However, seasonally adjusted data confirm the slump, as the economy
actually contracted 0.9% over October 2003.
Healthy
primary manufacturing mitigates slump in industries based on raw materials
For once, the usual suspect for sudden changes in the growth pattern is
only partially responsible for the shift. Fishing, which typically
exhibits a very erratic growth pattern, dropped only 0.4% over November
2002. However, this was a sizeable setback from the preceding month,
when the sector had expanded at a double-digit pace. As a result,
primary manufacturing, which depends on fish as an important input,
deteriorated 7.2 percentage points reverting the 4.9% October expansion in
a 2.3% contraction in November. Next to fishing, lower activity in
metals and oil-related primary manufacturing accounted for the slump.
Non-primary manufacturing, on the other hand, improved. In November,
non-primary industries added 1.5% over the same month 2002, up from the
anaemic 0.3% expansion observed in October. The improvement was
mainly due to higher consumer goods output, whereas intermediate goods
developed broadly along the lines recorded in October. Capital goods
output, in contrast, dropped 17.8%, following on the more contained 9.2%
contraction in October. The up tick in non-primary manufacturing
output mitigated the detrimental impact from industries based on raw
materials. As a result, total manufacturing output increased 0.7%
following on 1.2% growth in October.
Construction,
commerce and other services nosedive in November
While fishing and primary manufacturing played a part in the November
slump, these sectors can only explain part of the sizeable downswing,
owing to their relatively low importance for the economy as a whole.
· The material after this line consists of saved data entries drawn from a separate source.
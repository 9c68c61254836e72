/// Scenario 4: Log ingestion
///
/// Host log events land in the console log in arrival order, styled by
/// severity, and raise the pending-updates flag until acknowledged.
use std::sync::Arc;

use devcon_core::{CommandManager, LogSink, Severity, Style};
use tracing_subscriber::layer::SubscriberExt;

#[test]
fn test_scenario_04_two_entries_in_order_with_styles() {
    // GIVEN an empty sink
    let sink = LogSink::new();

    // WHEN a warning then an error are ingested
    sink.ingest(Severity::Warning, "low health");
    sink.ingest(Severity::Error, "null ref");

    // THEN exactly two entries come back in that order
    let entries = sink.entries();
    assert_eq!(entries.len(), 2);
    assert_eq!(
        (entries[0].severity, entries[0].text.as_str(), entries[0].style()),
        (Severity::Warning, "low health", Style::Yellow)
    );
    assert_eq!(
        (entries[1].severity, entries[1].text.as_str(), entries[1].style()),
        (Severity::Error, "null ref", Style::Red)
    );
    assert_eq!(entries[1].markup(), "<color=red>null ref</color>");
}

#[test]
fn test_scenario_04_pending_flag_until_acknowledged() {
    // GIVEN a sink with one acknowledged entry
    let sink = LogSink::new();
    sink.ingest(Severity::Log, "boot");
    sink.acknowledge_updates();
    assert!(!sink.has_pending_updates());

    // WHEN another entry arrives
    sink.ingest(Severity::Log, "tick");

    // THEN the flag stays raised across reads until acknowledged
    assert!(sink.has_pending_updates());
    assert_eq!(sink.entries(), sink.entries());
    assert!(sink.has_pending_updates());
    sink.acknowledge_updates();
    assert!(!sink.has_pending_updates());
}

#[test]
fn test_scenario_04_host_tracing_events_reach_console() {
    // GIVEN a console whose sink layer is installed in the host subscriber
    let manager = CommandManager::default();
    let subscriber = tracing_subscriber::registry().with(manager.sink_layer());

    // WHEN the host logs from another thread
    tracing::subscriber::with_default(subscriber, || {
        tracing::warn!("low health");
        let dispatch = tracing::dispatcher::get_default(|d| d.clone());
        std::thread::spawn(move || {
            tracing::dispatcher::with_default(&dispatch, || tracing::error!("null ref"));
        })
        .join()
        .unwrap();
    });

    // THEN both messages are in the console log in order
    let texts: Vec<String> = manager
        .log_sink()
        .entries()
        .into_iter()
        .map(|e| e.text)
        .collect();
    assert_eq!(texts, vec!["low health", "null ref"]);
    assert!(manager.log_sink().has_pending_updates());
}

#[test]
fn test_scenario_04_sink_shared_across_threads() {
    // GIVEN a sink shared by a writer thread and a reader
    let sink = Arc::new(LogSink::new());
    let writer = {
        let sink = sink.clone();
        std::thread::spawn(move || {
            for i in 0..100 {
                sink.ingest(Severity::Log, &format!("line {}", i));
            }
        })
    };

    // WHEN the reader takes snapshots while writes are in flight
    for _ in 0..10 {
        let snapshot = sink.entries();
        // THEN every snapshot is a consistent prefix
        for (i, entry) in snapshot.iter().enumerate() {
            assert_eq!(entry.text, format!("line {}", i));
        }
    }
    writer.join().unwrap();
    assert_eq!(sink.len(), 100);
}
The collapse in economic activity in three key sectors, namely
construction, commerce and other services accounts for the lion share of
the decline. Construction decelerated a full 7.5 percentage points,
as the robust 7.5% growth observed in October dwindled to a virtual
standstill in November (+0.1% year-on-year). Commercial activities
deteriorated less in percentage points but slid into negative territory in
November (- 1.4% yoy) following on 2.7% yoy growth in October.
Finally, the so-called other services, which account for almost 40% of
total economic activity according to the currently used methodology of the
National Statistical Institute (INEI), slowed from 5.9% growth in October
to 0.9% growth in November.
Mining
and electricity continue to show resilient growth
In two other key sectors, mining and electricity and water, activity
remained relatively stable. Mining added 4.5% in November, down
moderately from the 4.7% growth in October. The mining sector
benefited from resilient zinc output, as the Antamina mine almost tripled
its output of the metal over November the year before. The positive
impact from zinc was contrasted by iron mining, where output dropped
following on double-digit growth in October. Electricity, gas and
water improved marginally from 4.8% annual growth in October to 5.0% in
November.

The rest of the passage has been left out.